Especially for Likovni salon, he prepared the project A Walking Zombie. Life and Capital, in which he marks the functioning of capitalism as a process of zombification and outlines and questions the mechanisms by which capital kills life through a video essay, a lecture performance, a diagram and a spatial installation.

 

 

 

 

 

 

 

 

 

 

 

 

 

 

 

 

 

 

He uses the metaphor of the living dead to mark the conditions of life under capitalism. By this, he primarily means the labour power that creates surplus value for others, and with reference to historical and current events, he examines the conditions and environments in which surplus value is created. In the video essay Invisible Brushstrokes (2021), he traces the origins of the zombification process and examines the rise of colonialism and slavery to show how capital subjugates life through depersonalisation and racial differentiation.
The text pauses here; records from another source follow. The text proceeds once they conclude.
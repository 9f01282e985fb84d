//! Emissions resolution engine.
//!
//! Turns the raw records of one query into per-record emissions estimates:
//!
//! 1. keep `TOTAL MOT` / `TOTAL CPC` aggregate rows and drop exact duplicates;
//! 2. derive the shipment weight in tonnes, falling back to the alternate
//!    quantity when net weight is zero;
//! 3. pick the partner field once for the whole batch;
//! 4. canonicalize the partner name through the alias table;
//! 5. resolve factors: country, then EU bloc, then weighted average, then zero;
//! 6. multiply factors by weight.
//!
//! Every surviving record yields exactly one estimate, in input order.

use crate::context::ReferenceContext;
use crate::index::Factors;
use crate::reference::EU_BLOC;
use crate::request::CommoditySelection;
use crate::trade::{RawTradeRecord, TradeRecord, fields, round2};
use crate::{Error, Result};
use serde::{Deserialize, Serialize};
use std::collections::HashSet;

const TOTAL_MOT: &str = "TOTAL MOT";
const TOTAL_CPC: &str = "TOTAL CPC";
const WORLD: &str = "World";

// ============================================================================
// Filtering
// ============================================================================

/// Returns `true` for aggregate rows (all transport modes, all customs procedures).
///
/// A missing field never matches.
pub fn is_total_aggregate(record: &RawTradeRecord) -> bool {
    let matches = |field: &str, expected: &str| {
        record
            .text(field)
            .is_some_and(|value| value.trim() == expected)
    };
    matches(fields::MOT_DESC, TOTAL_MOT) && matches(fields::CUSTOMS_DESC, TOTAL_CPC)
}

/// Keep aggregate rows, dropping later exact duplicates.
pub fn filter_records(records: &[RawTradeRecord]) -> Vec<RawTradeRecord> {
    let mut seen = HashSet::new();
    records
        .iter()
        .filter(|record| is_total_aggregate(record))
        .filter(|record| seen.insert(record.identity()))
        .cloned()
        .collect()
}

// ============================================================================
// Weight normalization
// ============================================================================

/// Net weight in tonnes, rounded to 2 decimal places.
pub fn net_weight_ton(net_weight_kg: f64) -> f64 {
    round2(net_weight_kg / 1000.0)
}

/// Weight used for emissions.
///
/// When net weight is zero but an alternate quantity exists, the alternate
/// quantity is taken to be in kg-compatible units.
pub fn final_weight_ton(net_weight_kg: f64, alternate_qty: f64) -> f64 {
    if net_weight_kg == 0.0 && alternate_qty != 0.0 {
        round2(alternate_qty / 1000.0)
    } else {
        net_weight_ton(net_weight_kg)
    }
}

// ============================================================================
// Partner attribution
// ============================================================================

/// Which partner field a batch attributes emissions to.
#[derive(Debug, Clone, Copy, PartialEq, Eq, Serialize, Deserialize)]
#[serde(rename_all = "snake_case")]
pub enum PartnerAttribution {
    /// `partnerDesc`
    Primary,
    /// `partner2Desc`
    Secondary,
}

impl PartnerAttribution {
    /// Decide for a whole batch.
    ///
    /// Primary only when the batch is non-empty and every second partner is
    /// literally `"World"`.
    pub fn for_batch(records: &[TradeRecord]) -> Self {
        let all_world = !records.is_empty()
            && records
                .iter()
                .all(|record| record.second_partner_desc == WORLD);
        if all_world {
            Self::Primary
        } else {
            Self::Secondary
        }
    }

    /// The attributed partner name of `record`, trimmed.
    pub fn partner<'a>(&self, record: &'a TradeRecord) -> &'a str {
        match self {
            Self::Primary => record.partner_desc.trim(),
            Self::Secondary => record.second_partner_desc.trim(),
        }
    }
}

// ============================================================================
// Factor resolution
// ============================================================================

/// The rule that produced a record's factors.
#[derive(Debug, Clone, Copy, PartialEq, Eq, Serialize, Deserialize)]
#[serde(rename_all = "snake_case")]
pub enum FactorSource {
    /// Country-specific row.
    Country,
    /// EU-bloc row, for an EU member without its own row.
    EuBloc,
    /// Global weighted-average row.
    WeightedAverage,
    /// Nothing matched; factors are zero.
    Unresolved,
}

/// Resolve factors for an already-canonicalized country name.
pub fn resolve_factors(
    country: &str,
    commodity: &CommoditySelection,
    context: &ReferenceContext,
) -> (Factors, FactorSource) {
    let index = context.index();
    let (code, description) = (commodity.code.as_str(), commodity.description.as_str());

    if let Some(factors) = index.by_country(country, code, description) {
        return (factors, FactorSource::Country);
    }
    if context.tables().is_eu_member(country) {
        if let Some(factors) = index.by_country(EU_BLOC, code, description) {
            return (factors, FactorSource::EuBloc);
        }
    }
    match index.weighted(code, description) {
        Some(factors) => (factors, FactorSource::WeightedAverage),
        None => (Factors::ZERO, FactorSource::Unresolved),
    }
}

// ============================================================================
// Estimates
// ============================================================================

/// Emissions derived from one trade record.
#[derive(Debug, Clone, Copy, PartialEq, Serialize, Deserialize)]
pub struct EmissionsEstimate {
    /// Direct factor applied.
    pub direct_factor: f64,
    /// Indirect factor applied.
    pub indirect_factor: f64,
    /// Total factor applied.
    pub total_factor: f64,
    /// Direct emissions (t CO₂).
    pub co2_direct: f64,
    /// Indirect emissions (t CO₂).
    pub co2_indirect: f64,
    /// Total emissions (t CO₂).
    pub co2_total: f64,
    /// Shipment weight the factors were applied to (t).
    pub final_weight_ton: f64,
}

impl EmissionsEstimate {
    /// Apply `factors` to a weight in tonnes.
    pub fn compute(factors: Factors, final_weight_ton: f64) -> Self {
        Self {
            direct_factor: factors.direct,
            indirect_factor: factors.indirect,
            total_factor: factors.total,
            co2_direct: factors.direct * final_weight_ton,
            co2_indirect: factors.indirect * final_weight_ton,
            co2_total: factors.total * final_weight_ton,
            final_weight_ton,
        }
    }
}

/// One output row: the trade record joined with its estimate.
#[derive(Debug, Clone, PartialEq, Serialize, Deserialize)]
pub struct EstimateRow {
    /// Requested year.
    pub year: String,
    /// The filtered, projected trade record.
    #[serde(flatten)]
    pub trade: TradeRecord,
    /// Net weight in tonnes.
    pub net_weight_ton: f64,
    /// Partner the factors were resolved for, after aliasing.
    pub attributed_country: String,
    /// Rule that produced the factors.
    pub factor_source: FactorSource,
    /// Derived emissions.
    #[serde(flatten)]
    pub estimate: EmissionsEstimate,
}

/// Result of resolving one batch.
#[derive(Debug, Clone, PartialEq, Serialize, Deserialize)]
pub struct Resolution {
    /// Partner field used for the batch.
    pub attribution: PartnerAttribution,
    /// One row per surviving record, in input order.
    pub rows: Vec<EstimateRow>,
}

/// Resolves batches of raw trade records against a reference context.
#[derive(Debug, Clone, Copy)]
pub struct ResolutionEngine<'a> {
    context: &'a ReferenceContext,
}

impl<'a> ResolutionEngine<'a> {
    /// Engine over an immutable reference context.
    pub fn new(context: &'a ReferenceContext) -> Self {
        Self { context }
    }

    /// Filter, normalize and join one batch.
    ///
    /// Returns [`Error::NoDataAfterFilter`] when no record is a
    /// `TOTAL MOT` / `TOTAL CPC` aggregate.
    pub fn resolve(
        &self,
        records: &[RawTradeRecord],
        year: &str,
        commodity: &CommoditySelection,
    ) -> Result<Resolution> {
        let filtered = filter_records(records);
        tracing::debug!(
            received = records.len(),
            kept = filtered.len(),
            "Filtered trade records"
        );
        if filtered.is_empty() {
            return Err(Error::NoDataAfterFilter);
        }

        let trades: Vec<TradeRecord> = filtered.iter().map(TradeRecord::from).collect();
        let attribution = PartnerAttribution::for_batch(&trades);

        let rows = trades
            .into_iter()
            .map(|trade| self.estimate_row(trade, attribution, year, commodity))
            .collect();

        Ok(Resolution { attribution, rows })
    }

    fn estimate_row(
        &self,
        trade: TradeRecord,
        attribution: PartnerAttribution,
        year: &str,
        commodity: &CommoditySelection,
    ) -> EstimateRow {
        let country = self
            .context
            .tables()
            .canonical_country(attribution.partner(&trade))
            .to_string();
        let (factors, factor_source) = resolve_factors(&country, commodity, self.context);
        let weight = final_weight_ton(trade.net_weight_kg, trade.alternate_qty);

        tracing::trace!(
            country = %country,
            source = ?factor_source,
            weight,
            "Resolved factors"
        );

        EstimateRow {
            year: year.to_string(),
            net_weight_ton: net_weight_ton(trade.net_weight_kg),
            estimate: EmissionsEstimate::compute(factors, weight),
            attributed_country: country,
            factor_source,
            trade,
        }
    }
}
The artist illustrates how the system invents an imaginary Other who is not equal to it in order to justify its own exploitative actions. The essay begins with the legend of a mysterious artist who completed the paintings of the famous Spanish Baroque painter Murillo at night. It turns out that the anonymous gifted painter was the artist’s slave. González understands the gesture of painting in secret as a form of resistance against inhuman conditions and as a recognition of subjectivity that makes a mark on one’s existence. In addition to the narrative, the video essay shows a collage of images with which the artist reflects on the colonial past of the Spanish state. In the lecture-performance A Walking Zombie (2022), he comments on contemporary events and refers to capitalism as a virus, whose appearance he illuminates from different angles. He shows how the figure of the zombie appears in protests such as the Occupy Movement, as a metaphor for criticism of the corporate environment, or in popular culture as a symbol of the plague of consumerism that transforms communities into greedy individuals. The exhibition concludes with a condensed representation of the research in the form of a visual diagram illuminated by red light and surrounded by a pile of earth scattered on the gallery floor, and the video Zombification (2022), in which the artist himself transforms into a zombie figure. With the entire set-up, González creates an atmosphere that underscores the presence of a permanent threat. With his projects, he vividly shows how systemic violence has become accepted as normal in the course of history and a part of everyday life.

Miguel González Cabezas (1992, Spain) is a multidisciplinary artist and researcher. He obtained his MA in Critical Studies from the Academy of Fine Arts in Vienna in 2018 and is currently pursuing a PhD in Philosophy at the same academy. He has presented himself in several solo and group exhibitions around the world. He participates in artist residencies all over the world and was a guest at the Centre for Contemporary Arts in Celje in 2021.”